=== Begin Enclosure ===

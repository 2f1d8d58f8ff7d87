//! Post-import verification
//!
//! Re-queries the target for row counts and sequence values and compares
//! them against what the snapshot recorded. Read-only, safe to run any
//! number of times. Mismatches and missing relations are warnings (schema
//! drift and trigger side effects are expected sources of benign
//! difference); only unexpected query failures are errors.

use tokio_postgres::Client;
use tokio_postgres::error::SqlState;
use tracing::{debug, info, warn};

use crate::db::quote_qualified;
use crate::snapshot::Snapshot;

/// Severity of one verification check.
#[derive(Debug, Clone, PartialEq, Eq)]
pub enum CheckOutcome {
    Pass,
    Warning(String),
    Error(String),
}

/// One verification check: a subject (table or sequence) and its outcome.
#[derive(Debug, Clone, PartialEq, Eq)]
pub struct Check {
    pub subject: String,
    pub outcome: CheckOutcome,
}

/// Aggregated verification results.
#[derive(Debug, Default)]
pub struct VerifyReport {
    pub checks: Vec<Check>,
}

impl VerifyReport {
    fn push(&mut self, subject: impl Into<String>, outcome: CheckOutcome) {
        self.checks.push(Check {
            subject: subject.into(),
            outcome,
        });
    }

    pub fn pass_count(&self) -> usize {
        self.checks
            .iter()
            .filter(|c| c.outcome == CheckOutcome::Pass)
            .count()
    }

    pub fn warning_count(&self) -> usize {
        self.checks
            .iter()
            .filter(|c| matches!(c.outcome, CheckOutcome::Warning(_)))
            .count()
    }

    pub fn error_count(&self) -> usize {
        self.checks
            .iter()
            .filter(|c| matches!(c.outcome, CheckOutcome::Error(_)))
            .count()
    }

    /// A clean pass requires zero warnings and zero errors.
    pub fn is_clean(&self) -> bool {
        self.warning_count() == 0 && self.error_count() == 0
    }
}

/// Compares a restored database against the snapshot it came from.
#[derive(Debug, Default)]
pub struct Verifier;

impl Verifier {
    pub fn new() -> Self {
        Self
    }

    /// Check every ordered table's row count and every recorded sequence
    /// value. Sequence checks pass when the live value is at or beyond the
    /// recorded one (concurrent writers may have advanced it).
    pub async fn verify(&self, client: &Client, snapshot: &Snapshot) -> VerifyReport {
        let mut report = VerifyReport::default();
        let schema = &snapshot.metadata.schema;

        info!(
            schema = %schema,
            tables = snapshot.metadata.export_order.len(),
            "Starting verification"
        );

        for table in &snapshot.metadata.export_order {
            let expected = snapshot.row_count(table) as i64;
            let subject = format!("table {}", table);
            let sql = format!("SELECT COUNT(*) FROM {}", quote_qualified(schema, table));
            match client.query_one(sql.as_str(), &[]).await {
                Ok(row) => {
                    let actual: i64 = row.get(0);
                    if actual == expected {
                        debug!(table = %table, rows = actual, "Row count matches");
                        report.push(subject, CheckOutcome::Pass);
                    } else {
                        warn!(table = %table, expected, actual, "Row count mismatch");
                        report.push(
                            subject,
                            CheckOutcome::Warning(format!(
                                "row count mismatch: snapshot has {}, live table has {}",
                                expected, actual
                            )),
                        );
                    }
                }
                Err(e) if e.code() == Some(&SqlState::UNDEFINED_TABLE) => {
                    warn!(table = %table, "Table missing from target");
                    report.push(
                        subject,
                        CheckOutcome::Warning("table missing from target".to_string()),
                    );
                }
                Err(e) => {
                    report.push(subject, CheckOutcome::Error(e.to_string()));
                }
            }
        }

        for (table, &expected) in &snapshot.sequences {
            let sequence = format!("{}_id_seq", table);
            let subject = format!("sequence {}", sequence);
            let sql = format!(
                "SELECT last_value FROM {}",
                quote_qualified(schema, &sequence)
            );
            match client.query_one(sql.as_str(), &[]).await {
                Ok(row) => {
                    let actual: i64 = row.get(0);
                    if actual >= expected {
                        report.push(subject, CheckOutcome::Pass);
                    } else {
                        warn!(sequence = %sequence, expected, actual, "Sequence regressed");
                        report.push(
                            subject,
                            CheckOutcome::Warning(format!(
                                "sequence regressed: snapshot recorded {}, live value is {}",
                                expected, actual
                            )),
                        );
                    }
                }
                Err(e) if e.code() == Some(&SqlState::UNDEFINED_TABLE) => {
                    report.push(
                        subject,
                        CheckOutcome::Warning("sequence missing from target".to_string()),
                    );
                }
                Err(e) => {
                    report.push(subject, CheckOutcome::Error(e.to_string()));
                }
            }
        }

        info!(
            passes = report.pass_count(),
            warnings = report.warning_count(),
            errors = report.error_count(),
            "Verification complete"
        );
        report
    }
}

#[cfg(test)]
mod tests {
    use super::*;

    #[test]
    fn clean_report_requires_no_findings() {
        let mut report = VerifyReport::default();
        report.push("table a", CheckOutcome::Pass);
        report.push("table b", CheckOutcome::Pass);
        assert!(report.is_clean());
        assert_eq!(report.pass_count(), 2);
    }

    #[test]
    fn warnings_alone_break_a_clean_pass() {
        let mut report = VerifyReport::default();
        report.push("table a", CheckOutcome::Pass);
        report.push(
            "table b",
            CheckOutcome::Warning("row count mismatch".to_string()),
        );
        assert!(!report.is_clean());
        assert_eq!(report.warning_count(), 1);
        assert_eq!(report.error_count(), 0);
    }

    #[test]
    fn errors_are_counted_separately() {
        let mut report = VerifyReport::default();
        report.push("table a", CheckOutcome::Error("connection reset".to_string()));
        assert_eq!(report.error_count(), 1);
        assert_eq!(report.warning_count(), 0);
        assert!(!report.is_clean());
    }
}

=== End Enclosure ===

-- Activity --
Exact duplication of all the data above is expected.

-- Exercise result --
repository 2f1d8d58f8ff7d87
//! Post-import verification
//!
//! Re-queries the target for row counts and sequence values and compares
//! them against what the snapshot recorded. Read-only, safe to run any
//! number of times. Mismatches and missing relations are warnings (schema
//! drift and trigger side effects are expected sources of benign
//! difference); only unexpected query failures are errors.

use tokio_postgres::Client;
use tokio_postgres::error::SqlState;
use tracing::{debug, info, warn};

use crate::db::quote_qualified;
use crate::snapshot::Snapshot;

/// Severity of one verification check.
#[derive(Debug, Clone, PartialEq, Eq)]
pub enum CheckOutcome {
    Pass,
    Warning(String),
    Error(String),
}

/// One verification check: a subject (table or sequence) and its outcome.
#[derive(Debug, Clone, PartialEq, Eq)]
pub struct Check {
    pub subject: String,
    pub outcome: CheckOutcome,
}

/// Aggregated verification results.
#[derive(Debug, Default)]
pub struct VerifyReport {
    pub checks: Vec<Check>,
}

impl VerifyReport {
    fn push(&mut self, subject: impl Into<String>, outcome: CheckOutcome) {
        self.checks.push(Check {
            subject: subject.into(),
            outcome,
        });
    }

    pub fn pass_count(&self) -> usize {
        self.checks
            .iter()
            .filter(|c| c.outcome == CheckOutcome::Pass)
            .count()
    }

    pub fn warning_count(&self) -> usize {
        self.checks
            .iter()
            .filter(|c| matches!(c.outcome, CheckOutcome::Warning(_)))
            .count()
    }

    pub fn error_count(&self) -> usize {
        self.checks
            .iter()
            .filter(|c| matches!(c.outcome, CheckOutcome::Error(_)))
            .count()
    }

    /// A clean pass requires zero warnings and zero errors.
    pub fn is_clean(&self) -> bool {
        self.warning_count() == 0 && self.error_count() == 0
    }
}

/// Compares a restored database against the snapshot it came from.
#[derive(Debug, Default)]
pub struct Verifier;

impl Verifier {
    pub fn new() -> Self {
        Self
    }

    /// Check every ordered table's row count and every recorded sequence
    /// value. Sequence checks pass when the live value is at or beyond the
    /// recorded one (concurrent writers may have advanced it).
    pub async fn verify(&self, client: &Client, snapshot: &Snapshot) -> VerifyReport {
        let mut report = VerifyReport::default();
        let schema = &snapshot.metadata.schema;

        info!(
            schema = %schema,
            tables = snapshot.metadata.export_order.len(),
            "Starting verification"
        );

        for table in &snapshot.metadata.export_order {
            let expected = snapshot.row_count(table) as i64;
            let subject = format!("table {}", table);
            let sql = format!("SELECT COUNT(*) FROM {}", quote_qualified(schema, table));
            match client.query_one(sql.as_str(), &[]).await {
                Ok(row) => {
                    let actual: i64 = row.get(0);
                    if actual == expected {
                        debug!(table = %table, rows = actual, "Row count matches");
                        report.push(subject, CheckOutcome::Pass);
                    } else {
                        warn!(table = %table, expected, actual, "Row count mismatch");
                        report.push(
                            subject,
                            CheckOutcome::Warning(format!(
                                "row count mismatch: snapshot has {}, live table has {}",
                                expected, actual
                            )),
                        );
                    }
                }
                Err(e) if e.code() == Some(&SqlState::UNDEFINED_TABLE) => {
                    warn!(table = %table, "Table missing from target");
                    report.push(
                        subject,
                        CheckOutcome::Warning("table missing from target".to_string()),
                    );
                }
                Err(e) => {
                    report.push(subject, CheckOutcome::Error(e.to_string()));
                }
            }
        }

        for (table, &expected) in &snapshot.sequences {
            let sequence = format!("{}_id_seq", table);
            let subject = format!("sequence {}", sequence);
            let sql = format!(
                "SELECT last_value FROM {}",
                quote_qualified(schema, &sequence)
            );
            match client.query_one(sql.as_str(), &[]).await {
                Ok(row) => {
                    let actual: i64 = row.get(0);
                    if actual >= expected {
                        report.push(subject, CheckOutcome::Pass);
                    } else {
                        warn!(sequence = %sequence, expected, actual, "Sequence regressed");
                        report.push(
                            subject,
                            CheckOutcome::Warning(format!(
                                "sequence regressed: snapshot recorded {}, live value is {}",
                                expected, actual
                            )),
                        );
                    }
                }
                Err(e) if e.code() == Some(&SqlState::UNDEFINED_TABLE) => {
                    report.push(
                        subject,
                        CheckOutcome::Warning("sequence missing from target".to_string()),
                    );
                }
                Err(e) => {
                    report.push(subject, CheckOutcome::Error(e.to_string()));
                }
            }
        }

        info!(
            passes = report.pass_count(),
            warnings = report.warning_count(),
            errors = report.error_count(),
            "Verification complete"
        );
        report
    }
}

#[cfg(test)]
mod tests {
    use super::*;

    #[test]
    fn clean_report_requires_no_findings() {
        let mut report = VerifyReport::default();
        report.push("table a", CheckOutcome::Pass);
        report.push("table b", CheckOutcome::Pass);
        assert!(report.is_clean());
        assert_eq!(report.pass_count(), 2);
    }

    #[test]
    fn warnings_alone_break_a_clean_pass() {
        let mut report = VerifyReport::default();
        report.push("table a", CheckOutcome::Pass);
        report.push(
            "table b",
            CheckOutcome::Warning("row count mismatch".to_string()),
        );
        assert!(!report.is_clean());
        assert_eq!(report.warning_count(), 1);
        assert_eq!(report.error_count(), 0);
    }

    #[test]
    fn errors_are_counted_separately() {
        let mut report = VerifyReport::default();
        report.push("table a", CheckOutcome::Error("connection reset".to_string()));
        assert_eq!(report.error_count(), 1);
        assert_eq!(report.warning_count(), 0);
        assert!(!report.is_clean());
    }
}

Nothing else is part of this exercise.